Excerpts from a dataset
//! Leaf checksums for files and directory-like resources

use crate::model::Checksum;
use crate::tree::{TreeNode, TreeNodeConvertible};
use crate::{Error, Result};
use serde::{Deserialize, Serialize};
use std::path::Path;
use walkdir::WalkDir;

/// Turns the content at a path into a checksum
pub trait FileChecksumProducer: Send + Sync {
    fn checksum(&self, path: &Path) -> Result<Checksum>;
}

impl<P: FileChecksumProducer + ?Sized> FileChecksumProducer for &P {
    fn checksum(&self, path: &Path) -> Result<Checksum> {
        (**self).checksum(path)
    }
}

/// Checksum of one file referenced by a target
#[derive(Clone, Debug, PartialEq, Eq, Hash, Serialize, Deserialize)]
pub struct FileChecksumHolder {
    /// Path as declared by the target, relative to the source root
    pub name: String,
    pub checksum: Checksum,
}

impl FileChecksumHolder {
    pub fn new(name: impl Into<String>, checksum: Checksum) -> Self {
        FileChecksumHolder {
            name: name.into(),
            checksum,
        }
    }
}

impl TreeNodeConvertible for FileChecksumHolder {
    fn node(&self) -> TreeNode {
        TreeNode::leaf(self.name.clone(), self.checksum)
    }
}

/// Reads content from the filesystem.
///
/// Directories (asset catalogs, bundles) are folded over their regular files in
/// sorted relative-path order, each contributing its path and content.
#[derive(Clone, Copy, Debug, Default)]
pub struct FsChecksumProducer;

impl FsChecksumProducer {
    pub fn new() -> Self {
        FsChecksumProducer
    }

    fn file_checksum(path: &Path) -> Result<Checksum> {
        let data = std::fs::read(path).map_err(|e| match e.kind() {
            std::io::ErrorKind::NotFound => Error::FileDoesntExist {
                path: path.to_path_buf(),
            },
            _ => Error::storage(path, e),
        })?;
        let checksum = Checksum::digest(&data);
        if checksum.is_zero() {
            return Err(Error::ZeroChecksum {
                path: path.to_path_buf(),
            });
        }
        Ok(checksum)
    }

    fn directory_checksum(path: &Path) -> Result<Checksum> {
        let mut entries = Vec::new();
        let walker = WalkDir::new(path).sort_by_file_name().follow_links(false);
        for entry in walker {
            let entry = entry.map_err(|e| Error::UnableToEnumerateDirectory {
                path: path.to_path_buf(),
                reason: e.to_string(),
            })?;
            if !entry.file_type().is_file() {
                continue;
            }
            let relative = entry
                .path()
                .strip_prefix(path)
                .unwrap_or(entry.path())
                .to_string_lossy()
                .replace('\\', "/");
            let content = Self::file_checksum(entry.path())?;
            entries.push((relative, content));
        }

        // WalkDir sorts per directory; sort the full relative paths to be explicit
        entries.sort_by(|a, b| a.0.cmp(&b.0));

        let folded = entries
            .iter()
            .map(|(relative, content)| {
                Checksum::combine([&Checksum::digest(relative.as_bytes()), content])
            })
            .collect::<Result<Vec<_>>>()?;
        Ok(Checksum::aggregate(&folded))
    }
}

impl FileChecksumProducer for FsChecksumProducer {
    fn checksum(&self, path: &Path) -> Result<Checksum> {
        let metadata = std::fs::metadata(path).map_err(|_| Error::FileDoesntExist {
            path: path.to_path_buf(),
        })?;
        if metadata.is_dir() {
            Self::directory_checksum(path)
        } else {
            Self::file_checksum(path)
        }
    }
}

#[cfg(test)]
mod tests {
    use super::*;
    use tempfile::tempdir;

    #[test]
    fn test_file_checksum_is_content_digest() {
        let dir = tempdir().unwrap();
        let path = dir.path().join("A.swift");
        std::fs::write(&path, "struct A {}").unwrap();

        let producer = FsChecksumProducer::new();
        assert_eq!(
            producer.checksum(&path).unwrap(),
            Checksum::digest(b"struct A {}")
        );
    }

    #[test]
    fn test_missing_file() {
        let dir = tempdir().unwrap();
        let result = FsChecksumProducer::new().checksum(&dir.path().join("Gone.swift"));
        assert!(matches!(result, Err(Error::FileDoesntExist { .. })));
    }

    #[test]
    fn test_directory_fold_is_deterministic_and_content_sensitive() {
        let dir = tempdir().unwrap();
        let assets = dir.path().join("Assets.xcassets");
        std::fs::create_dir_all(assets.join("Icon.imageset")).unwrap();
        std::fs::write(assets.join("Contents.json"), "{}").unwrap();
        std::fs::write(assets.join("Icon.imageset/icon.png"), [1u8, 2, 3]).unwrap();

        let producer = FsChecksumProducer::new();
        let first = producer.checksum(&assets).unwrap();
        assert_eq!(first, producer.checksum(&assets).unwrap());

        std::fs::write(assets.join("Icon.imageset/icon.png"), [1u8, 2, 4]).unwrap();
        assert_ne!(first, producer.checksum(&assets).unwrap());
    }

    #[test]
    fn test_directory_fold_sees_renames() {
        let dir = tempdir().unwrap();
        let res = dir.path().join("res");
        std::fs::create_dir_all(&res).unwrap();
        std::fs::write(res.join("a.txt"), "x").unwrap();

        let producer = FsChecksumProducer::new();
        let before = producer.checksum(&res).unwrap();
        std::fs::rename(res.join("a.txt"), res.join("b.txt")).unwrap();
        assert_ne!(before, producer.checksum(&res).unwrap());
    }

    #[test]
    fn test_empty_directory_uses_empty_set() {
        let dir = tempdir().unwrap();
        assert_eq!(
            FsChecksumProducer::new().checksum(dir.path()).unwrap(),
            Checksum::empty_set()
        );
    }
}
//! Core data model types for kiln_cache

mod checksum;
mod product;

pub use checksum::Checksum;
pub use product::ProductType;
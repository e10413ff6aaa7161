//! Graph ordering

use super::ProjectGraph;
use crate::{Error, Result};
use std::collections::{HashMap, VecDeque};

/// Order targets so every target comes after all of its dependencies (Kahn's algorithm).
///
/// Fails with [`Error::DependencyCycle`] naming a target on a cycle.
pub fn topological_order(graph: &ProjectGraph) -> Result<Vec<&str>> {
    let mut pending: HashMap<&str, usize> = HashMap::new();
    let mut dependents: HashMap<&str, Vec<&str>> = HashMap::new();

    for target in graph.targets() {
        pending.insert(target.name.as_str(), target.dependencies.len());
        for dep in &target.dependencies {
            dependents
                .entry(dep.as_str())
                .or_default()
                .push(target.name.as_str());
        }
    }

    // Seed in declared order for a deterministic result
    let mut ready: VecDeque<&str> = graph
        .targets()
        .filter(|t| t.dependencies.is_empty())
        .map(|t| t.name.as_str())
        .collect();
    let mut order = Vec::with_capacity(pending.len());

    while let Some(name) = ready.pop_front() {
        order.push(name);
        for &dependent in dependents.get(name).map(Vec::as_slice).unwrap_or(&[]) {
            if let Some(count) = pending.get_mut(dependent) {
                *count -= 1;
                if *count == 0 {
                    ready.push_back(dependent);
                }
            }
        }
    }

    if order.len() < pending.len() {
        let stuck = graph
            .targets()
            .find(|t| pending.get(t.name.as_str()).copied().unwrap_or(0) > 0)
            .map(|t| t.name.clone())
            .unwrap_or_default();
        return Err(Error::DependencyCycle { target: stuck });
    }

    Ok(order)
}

Exercise objective
The required answer is each line of the entries containing the string "dependencies".

Result for this task
/// Order targets so every target comes after all of its dependencies (Kahn's algorithm).
        pending.insert(target.name.as_str(), target.dependencies.len());
        for dep in &target.dependencies {
        .filter(|t| t.dependencies.is_empty())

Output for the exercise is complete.